Le business florissant de la ménopause

De L’Oréal à Goop, la ménopause rapporte gros. Longtemps ignorées du marché, les femmes de plus de 50 ans sont aujourd’hui l’une des cibles principales de l’industrie des cosmétiques et du lifestyle.

Crédit photo : Gauche/Halle Berry sur Instagram – Droite : Goop

Il fut une époque où Hollywood ne voulait pas vieillir. Des âges dissimulés, des rides masquées, et un passage du temps qui semble inexistant, tant sur le visage et le corps des stars de cinéma que dans les rôles qu’elles interprètent. C’est simple : les personnes de plus de 40 ans étaient presque entièrement absentes du paysage médiatique.

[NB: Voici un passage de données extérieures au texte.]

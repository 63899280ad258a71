//! libsignal store traits over [`ProtocolStore`].
//!
//! libsignal addresses a device as `ProtocolAddress(name, device)`; the
//! store sees that as `"name:device"` and resolves `name` through its
//! peer directory like any other caller.
//!
//! The traits are implemented for `&ProtocolStore`, so one store can be
//! handed to libsignal as its session and identity stores at once.

use std::sync::Arc;

use libsignal_protocol::{
    Direction, GenericSignedPreKey, IdentityKey, IdentityKeyPair, IdentityKeyStore, PreKeyId,
    PreKeyRecord, PreKeyStore, ProtocolAddress, SessionRecord, SessionStore, SignalProtocolError,
    SignedPreKeyId, SignedPreKeyRecord, SignedPreKeyStore,
};

use crate::error::StoreError;
use crate::store::ProtocolStore;

fn store_address(address: &ProtocolAddress) -> String {
    format!("{}:{}", address.name(), address.device_id())
}

fn to_signal(error: StoreError) -> SignalProtocolError {
    match error {
        StoreError::Signal(inner) => inner,
        other => SignalProtocolError::InvalidArgument(other.to_string()),
    }
}

// ── Identity Key Store ──────────────────────────────────────────────────

#[async_trait::async_trait(?Send)]
impl<'s> IdentityKeyStore for &'s ProtocolStore {
    async fn get_identity_key_pair(&self) -> Result<IdentityKeyPair, SignalProtocolError> {
        self.identity_key_pair().map_err(to_signal)
    }

    async fn get_local_registration_id(&self) -> Result<u32, SignalProtocolError> {
        self.local_registration_id().map_err(to_signal)
    }

    async fn save_identity(
        &mut self,
        address: &ProtocolAddress,
        identity: &IdentityKey,
    ) -> Result<bool, SignalProtocolError> {
        ProtocolStore::save_identity(*self, &store_address(address), identity, false)
            .await
            .map_err(to_signal)
    }

    async fn is_trusted_identity(
        &self,
        address: &ProtocolAddress,
        identity: &IdentityKey,
        direction: Direction,
    ) -> Result<bool, SignalProtocolError> {
        ProtocolStore::is_trusted_identity(*self, &store_address(address), identity, direction.into())
            .map_err(to_signal)
    }

    async fn get_identity(
        &self,
        address: &ProtocolAddress,
    ) -> Result<Option<IdentityKey>, SignalProtocolError> {
        self.load_identity_key(address.name()).map_err(to_signal)
    }
}

// ── Session Store ───────────────────────────────────────────────────────

#[async_trait::async_trait(?Send)]
impl<'s> SessionStore for &'s ProtocolStore {
    async fn load_session(
        &self,
        address: &ProtocolAddress,
    ) -> Result<Option<SessionRecord>, SignalProtocolError> {
        Ok(ProtocolStore::load_session(*self, &store_address(address))
            .map_err(to_signal)?
            .map(Arc::unwrap_or_clone))
    }

    async fn store_session(
        &mut self,
        address: &ProtocolAddress,
        record: &SessionRecord,
    ) -> Result<(), SignalProtocolError> {
        ProtocolStore::store_session(*self, &store_address(address), record.clone())
            .await
            .map_err(to_signal)
    }
}

// ── Pre-Key Store ───────────────────────────────────────────────────────

#[async_trait::async_trait(?Send)]
impl<'s> PreKeyStore for &'s ProtocolStore {
    async fn get_pre_key(&self, id: PreKeyId) -> Result<PreKeyRecord, SignalProtocolError> {
        self.load_pre_key(id.into())
            .map_err(to_signal)?
            .map(|pre_key| pre_key.to_record())
            .ok_or(SignalProtocolError::InvalidPreKeyId)
    }

    async fn save_pre_key(
        &mut self,
        id: PreKeyId,
        record: &PreKeyRecord,
    ) -> Result<(), SignalProtocolError> {
        self.store_pre_key(id.into(), &record.key_pair()?)
            .await
            .map_err(to_signal)
    }

    async fn remove_pre_key(&mut self, id: PreKeyId) -> Result<(), SignalProtocolError> {
        ProtocolStore::remove_pre_key(*self, id.into())
            .await
            .map_err(to_signal)
    }
}

// ── Signed Pre-Key Store ────────────────────────────────────────────────

#[async_trait::async_trait(?Send)]
impl<'s> SignedPreKeyStore for &'s ProtocolStore {
    async fn get_signed_pre_key(
        &self,
        id: SignedPreKeyId,
    ) -> Result<SignedPreKeyRecord, SignalProtocolError> {
        self.load_signed_pre_key(id.into())
            .map_err(to_signal)?
            .map(|signed| signed.to_record())
            .ok_or(SignalProtocolError::InvalidSignedPreKeyId)
    }

    /// Saving through libsignal never changes the confirmation flag.
    async fn save_signed_pre_key(
        &mut self,
        id: SignedPreKeyId,
        record: &SignedPreKeyRecord,
    ) -> Result<(), SignalProtocolError> {
        let id = u32::from(id);
        let confirmed = self
            .load_signed_pre_key(id)
            .map_err(to_signal)?
            .is_some_and(|existing| existing.confirmed);
        self.store_signed_pre_key(id, &record.key_pair()?, &record.signature()?, confirmed)
            .await
            .map_err(to_signal)
    }
}
//! One-time and signed prekey lifecycle.

use std::sync::Arc;

use dashmap::DashSet;
use libsignal_protocol::{
    KeyPair, PreKeyId, PreKeyRecord, SignedPreKeyId, SignedPreKeyRecord, Timestamp,
};
use tracing::{debug, info};

use super::{tolerate_removal, ProtocolStore};
use crate::cache::CacheEntry;
use crate::error::StoreError;
use crate::events::StoreEvent;
use crate::gateway::{PreKeyRow, SignedPreKeyRow};
use crate::trust::now_ms;

/// A hydrated one-time prekey.
pub struct PreKey {
    pub id: u32,
    pub key_pair: KeyPair,
}

impl PreKey {
    fn from_row(row: &PreKeyRow) -> Result<Self, StoreError> {
        Ok(Self {
            id: row.id,
            key_pair: KeyPair::from_public_and_private(&row.public_key, &row.private_key)?,
        })
    }

    pub fn to_record(&self) -> PreKeyRecord {
        PreKeyRecord::new(PreKeyId::from(self.id), &self.key_pair)
    }
}

/// A hydrated signed prekey.
pub struct SignedPreKey {
    pub id: u32,
    pub key_pair: KeyPair,
    pub signature: Vec<u8>,
    /// Milliseconds since the epoch.
    pub created_at: u64,
    pub confirmed: bool,
}

impl SignedPreKey {
    fn from_row(row: &SignedPreKeyRow) -> Result<Self, StoreError> {
        Ok(Self {
            id: row.id,
            key_pair: KeyPair::from_public_and_private(&row.public_key, &row.private_key)?,
            signature: row.signature.clone(),
            created_at: row.created_at,
            confirmed: row.confirmed,
        })
    }

    pub fn to_record(&self) -> SignedPreKeyRecord {
        SignedPreKeyRecord::new(
            SignedPreKeyId::from(self.id),
            Timestamp::from_epoch_millis(self.created_at),
            &self.key_pair,
            &self.signature,
        )
    }
}

/// Claim on a prekey id, released on drop.
struct Reservation<'a> {
    ids: &'a DashSet<u32>,
    id: u32,
}

impl<'a> Reservation<'a> {
    fn take(ids: &'a DashSet<u32>, id: u32) -> Option<Self> {
        ids.insert(id).then_some(Self { ids, id })
    }
}

impl Drop for Reservation<'_> {
    fn drop(&mut self) {
        self.ids.remove(&self.id);
    }
}

impl ProtocolStore {
    // ── One-time prekeys ───────────────────────────────────────────────

    /// Store a new prekey. Ids are never reused: storing an id that is
    /// still cached, or being stored right now, is
    /// [`StoreError::DuplicateKey`].
    pub async fn store_pre_key(&self, id: u32, key_pair: &KeyPair) -> Result<(), StoreError> {
        let duplicate = || StoreError::DuplicateKey { kind: "prekey", id };
        self.pre_keys.with(|_| ())?;
        let Some(_reservation) = Reservation::take(&self.pre_key_reservations, id) else {
            return Err(duplicate());
        };
        // A finished writer caches the key before releasing its reservation.
        if self.pre_keys.with(|keys| keys.contains_key(&id))? {
            return Err(duplicate());
        }

        let row = PreKeyRow {
            id,
            public_key: key_pair.public_key.serialize().to_vec(),
            private_key: key_pair.private_key.serialize().to_vec(),
        };
        self.gateway
            .create_or_update_pre_key(&row)
            .await
            .map_err(StoreError::Persistence)?;
        debug!(pre_key_id = id, "prekey stored");
        self.pre_keys.with(|keys| {
            keys.insert(id, CacheEntry::cold(row));
        })
    }

    /// `None` when the prekey was never stored or has been consumed.
    pub fn load_pre_key(&self, id: u32) -> Result<Option<Arc<PreKey>>, StoreError> {
        self.pre_keys.with(|keys| {
            keys.get_mut(&id)
                .map(|entry| entry.hydrate(PreKey::from_row))
                .transpose()
        })?
    }

    /// Evict a prekey. Removing a missing key is fine; observers are told
    /// either way so replenishment can run.
    pub async fn remove_pre_key(&self, id: u32) -> Result<(), StoreError> {
        let was_cached = self.pre_keys.with(|keys| keys.remove(&id).is_some())?;
        tolerate_removal(self.gateway.remove_pre_key_by_id(id).await, "prekey", id);
        info!(pre_key_id = id, was_cached, "prekey removed");
        self.emit(StoreEvent::PreKeyRemoved { id });
        Ok(())
    }

    pub async fn clear_pre_key_store(&self) -> Result<(), StoreError> {
        self.pre_keys.with(|keys| keys.clear())?;
        tolerate_removal(self.gateway.remove_all_pre_keys().await, "prekeys", "all");
        Ok(())
    }

    /// Ids of every cached prekey, ascending.
    pub fn pre_key_ids(&self) -> Result<Vec<u32>, StoreError> {
        self.pre_keys.with(|keys| keys.keys().copied().collect())
    }

    // ── Signed prekeys ─────────────────────────────────────────────────

    /// Create a signed prekey, or update an existing one in place. This is
    /// also how a key is confirmed once the server has accepted it. An
    /// update keeps the original creation time.
    pub async fn store_signed_pre_key(
        &self,
        id: u32,
        key_pair: &KeyPair,
        signature: &[u8],
        confirmed: bool,
    ) -> Result<(), StoreError> {
        let existing_created_at = self
            .signed_pre_keys
            .with(|keys| keys.get(&id).map(|entry| entry.raw().created_at))?;

        let row = SignedPreKeyRow {
            id,
            public_key: key_pair.public_key.serialize().to_vec(),
            private_key: key_pair.private_key.serialize().to_vec(),
            signature: signature.to_vec(),
            created_at: existing_created_at.unwrap_or_else(now_ms),
            confirmed,
        };
        self.gateway
            .create_or_update_signed_pre_key(&row)
            .await
            .map_err(StoreError::Persistence)?;
        info!(
            signed_pre_key_id = id,
            confirmed,
            update = existing_created_at.is_some(),
            "signed prekey stored"
        );
        self.signed_pre_keys.with(|keys| {
            keys.insert(id, CacheEntry::cold(row));
        })
    }

    pub fn load_signed_pre_key(&self, id: u32) -> Result<Option<Arc<SignedPreKey>>, StoreError> {
        self.signed_pre_keys.with(|keys| {
            keys.get_mut(&id)
                .map(|entry| entry.hydrate(SignedPreKey::from_row))
                .transpose()
        })?
    }

    /// Every signed prekey, hydrated, by ascending id.
    pub fn load_signed_pre_keys(&self) -> Result<Vec<Arc<SignedPreKey>>, StoreError> {
        self.signed_pre_keys.with(|keys| {
            keys.values_mut()
                .map(|entry| entry.hydrate(SignedPreKey::from_row))
                .collect::<Result<Vec<_>, StoreError>>()
        })?
    }

    pub async fn remove_signed_pre_key(&self, id: u32) -> Result<(), StoreError> {
        self.signed_pre_keys.with(|keys| {
            keys.remove(&id);
        })?;
        tolerate_removal(
            self.gateway.remove_signed_pre_key_by_id(id).await,
            "signed prekey",
            id,
        );
        info!(signed_pre_key_id = id, "signed prekey removed");
        Ok(())
    }

    pub async fn clear_signed_pre_keys_store(&self) -> Result<(), StoreError> {
        self.signed_pre_keys.with(|keys| keys.clear())?;
        tolerate_removal(
            self.gateway.remove_all_signed_pre_keys().await,
            "signed prekeys",
            "all",
        );
        Ok(())
    }
}
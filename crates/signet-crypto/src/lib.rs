//! Signet protocol state core.
//!
//! This crate provides:
//! - A cached credential & session store over a pluggable persistence layer
//! - Trust-on-first-use identity verification
//! - One-time and signed pre-key lifecycle and generation
//! - Per-device serialized session mutation, with legacy session migration
//! - libsignal store trait bridges
//! - The device-linking (provisioning) envelope cipher

pub mod address;
pub mod cache;
pub mod config;
pub mod error;
pub mod events;
pub mod gateway;
pub mod identity;
pub mod memory;
pub mod prekey;
pub mod provisioning;
mod queue;
pub mod session;
pub mod store;
pub mod stores;
pub mod trust;

// Re-export key types for convenience
pub use address::{Address, NormalizedAddress, PeerDirectory};
pub use config::StoreConfig;
pub use error::{ProvisioningError, StoreError};
pub use events::{StoreEvent, StoreListener};
pub use gateway::{PersistenceGateway, UnprocessedEnvelope, UnprocessedUpdate};
pub use identity::{generate_identity_key_pair, generate_registration_id, OwnIdentity};
pub use prekey::PreKeySet;
pub use provisioning::{ProvisionDecryptResult, ProvisionEnvelope, ProvisionMessage, ProvisioningCipher};
pub use libsignal_protocol::SessionRecord;
pub use session::{RecordStructure, SessionStructure};
pub use store::{PreKey, ProtocolStore, SignedPreKey};
pub use trust::{Direction, IdentityAttributes, IdentityRecord, VerifiedStatus};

Pourtant, aujourd’hui, ces mêmes célébrités décident de s’extirper de cette pression âgiste et revendiquent aujourd’hui les changements hormonaux et corporels qu’elles subissent. Plus encore : elles en font un business. De Naomi Watts à Halle Berry en passant par Gwyneth Paltrow et Drew Barrymore, chacune y va de son entreprise de compléments alimentaires, de coaching de vie ou de soin de la peau. De quoi lancer une véritable tendance, suivie de très près par les géants de la beauté. 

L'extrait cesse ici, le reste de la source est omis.